Stored items
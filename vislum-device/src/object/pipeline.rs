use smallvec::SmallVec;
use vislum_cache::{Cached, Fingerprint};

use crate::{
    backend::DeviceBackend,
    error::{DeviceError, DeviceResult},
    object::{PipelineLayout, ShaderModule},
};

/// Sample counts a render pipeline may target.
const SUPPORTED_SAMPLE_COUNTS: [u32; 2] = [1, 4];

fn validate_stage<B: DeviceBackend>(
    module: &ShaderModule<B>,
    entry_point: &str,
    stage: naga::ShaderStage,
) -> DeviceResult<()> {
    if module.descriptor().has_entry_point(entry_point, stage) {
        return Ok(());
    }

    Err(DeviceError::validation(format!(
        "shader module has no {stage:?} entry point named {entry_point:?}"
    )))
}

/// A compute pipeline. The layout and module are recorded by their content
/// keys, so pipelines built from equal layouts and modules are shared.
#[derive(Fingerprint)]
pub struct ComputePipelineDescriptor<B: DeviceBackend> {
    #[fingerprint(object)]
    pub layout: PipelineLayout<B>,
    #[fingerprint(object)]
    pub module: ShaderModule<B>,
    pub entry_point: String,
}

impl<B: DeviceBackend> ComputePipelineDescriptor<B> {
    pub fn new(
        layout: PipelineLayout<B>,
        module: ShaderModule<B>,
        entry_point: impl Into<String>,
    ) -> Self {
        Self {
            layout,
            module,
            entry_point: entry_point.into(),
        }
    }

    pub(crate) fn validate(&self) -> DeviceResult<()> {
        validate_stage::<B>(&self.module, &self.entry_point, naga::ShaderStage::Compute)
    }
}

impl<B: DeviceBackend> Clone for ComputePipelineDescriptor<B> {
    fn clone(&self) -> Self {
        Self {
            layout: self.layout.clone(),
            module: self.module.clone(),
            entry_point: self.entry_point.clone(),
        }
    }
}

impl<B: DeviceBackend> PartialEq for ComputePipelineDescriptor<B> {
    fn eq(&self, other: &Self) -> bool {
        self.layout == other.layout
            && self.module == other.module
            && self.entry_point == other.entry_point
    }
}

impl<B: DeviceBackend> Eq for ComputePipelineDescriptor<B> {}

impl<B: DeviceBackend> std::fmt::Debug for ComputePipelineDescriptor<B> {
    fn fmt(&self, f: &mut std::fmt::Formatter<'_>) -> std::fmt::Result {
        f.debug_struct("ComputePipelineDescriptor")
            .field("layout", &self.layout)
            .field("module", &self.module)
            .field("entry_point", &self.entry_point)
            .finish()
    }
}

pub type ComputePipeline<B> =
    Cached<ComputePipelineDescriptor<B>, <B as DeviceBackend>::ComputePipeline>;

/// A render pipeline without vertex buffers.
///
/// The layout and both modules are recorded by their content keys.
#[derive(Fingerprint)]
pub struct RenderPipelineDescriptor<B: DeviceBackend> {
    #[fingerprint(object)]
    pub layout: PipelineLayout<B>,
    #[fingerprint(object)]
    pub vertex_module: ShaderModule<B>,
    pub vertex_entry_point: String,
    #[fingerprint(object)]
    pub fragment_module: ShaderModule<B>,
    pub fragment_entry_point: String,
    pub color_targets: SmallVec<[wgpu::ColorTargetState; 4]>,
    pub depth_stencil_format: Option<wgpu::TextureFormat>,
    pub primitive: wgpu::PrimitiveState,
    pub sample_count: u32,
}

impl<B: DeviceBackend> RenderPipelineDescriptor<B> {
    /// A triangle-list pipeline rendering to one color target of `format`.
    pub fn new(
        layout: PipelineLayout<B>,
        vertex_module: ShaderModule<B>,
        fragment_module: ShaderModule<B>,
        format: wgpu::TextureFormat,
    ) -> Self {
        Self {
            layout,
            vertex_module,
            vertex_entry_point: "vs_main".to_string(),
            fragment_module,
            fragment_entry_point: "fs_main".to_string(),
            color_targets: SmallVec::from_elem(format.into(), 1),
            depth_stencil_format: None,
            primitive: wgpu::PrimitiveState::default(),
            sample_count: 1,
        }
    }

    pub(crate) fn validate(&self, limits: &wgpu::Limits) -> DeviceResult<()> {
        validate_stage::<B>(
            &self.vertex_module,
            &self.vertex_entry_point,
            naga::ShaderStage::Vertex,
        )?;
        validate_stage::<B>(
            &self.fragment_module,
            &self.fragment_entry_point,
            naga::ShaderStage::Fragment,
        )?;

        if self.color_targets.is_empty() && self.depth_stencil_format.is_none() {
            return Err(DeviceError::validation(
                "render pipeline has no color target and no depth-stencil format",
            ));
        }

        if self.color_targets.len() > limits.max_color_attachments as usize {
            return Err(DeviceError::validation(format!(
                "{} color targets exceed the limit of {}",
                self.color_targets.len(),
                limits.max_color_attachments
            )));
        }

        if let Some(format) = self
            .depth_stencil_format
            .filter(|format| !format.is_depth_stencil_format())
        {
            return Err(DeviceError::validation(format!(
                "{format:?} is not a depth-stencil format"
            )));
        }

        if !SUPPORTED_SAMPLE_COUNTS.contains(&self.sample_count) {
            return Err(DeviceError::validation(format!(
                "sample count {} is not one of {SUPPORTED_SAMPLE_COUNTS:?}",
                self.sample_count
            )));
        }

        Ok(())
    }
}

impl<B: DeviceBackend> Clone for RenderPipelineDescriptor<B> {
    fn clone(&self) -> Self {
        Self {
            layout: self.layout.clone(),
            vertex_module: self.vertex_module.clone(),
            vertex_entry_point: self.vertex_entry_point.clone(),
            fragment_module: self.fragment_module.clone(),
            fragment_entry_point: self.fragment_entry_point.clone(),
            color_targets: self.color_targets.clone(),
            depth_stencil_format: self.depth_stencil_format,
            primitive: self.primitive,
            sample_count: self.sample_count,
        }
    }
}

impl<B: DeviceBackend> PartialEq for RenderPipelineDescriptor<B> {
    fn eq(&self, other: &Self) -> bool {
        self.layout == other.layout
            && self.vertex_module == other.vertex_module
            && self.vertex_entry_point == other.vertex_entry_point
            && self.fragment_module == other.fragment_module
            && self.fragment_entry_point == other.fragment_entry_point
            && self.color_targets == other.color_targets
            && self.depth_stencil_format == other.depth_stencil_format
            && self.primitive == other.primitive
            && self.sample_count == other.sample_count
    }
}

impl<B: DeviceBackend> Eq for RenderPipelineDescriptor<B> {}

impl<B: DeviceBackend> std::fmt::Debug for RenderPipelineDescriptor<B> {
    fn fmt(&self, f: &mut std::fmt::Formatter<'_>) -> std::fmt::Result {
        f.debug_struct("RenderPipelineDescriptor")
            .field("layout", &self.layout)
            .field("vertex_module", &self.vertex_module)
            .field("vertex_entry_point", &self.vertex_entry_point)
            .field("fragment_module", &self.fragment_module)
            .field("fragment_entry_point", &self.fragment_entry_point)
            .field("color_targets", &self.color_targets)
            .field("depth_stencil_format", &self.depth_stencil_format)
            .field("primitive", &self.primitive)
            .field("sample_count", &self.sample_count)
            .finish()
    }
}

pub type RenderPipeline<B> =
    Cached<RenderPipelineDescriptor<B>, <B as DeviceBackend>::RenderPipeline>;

→ Exercise: Above are some records. Copy each of their lines that holds the string "recorded".

→ Solution for this exercise:
/// A compute pipeline. The layout and module are recorded by their content
/// The layout and both modules are recorded by their content keys.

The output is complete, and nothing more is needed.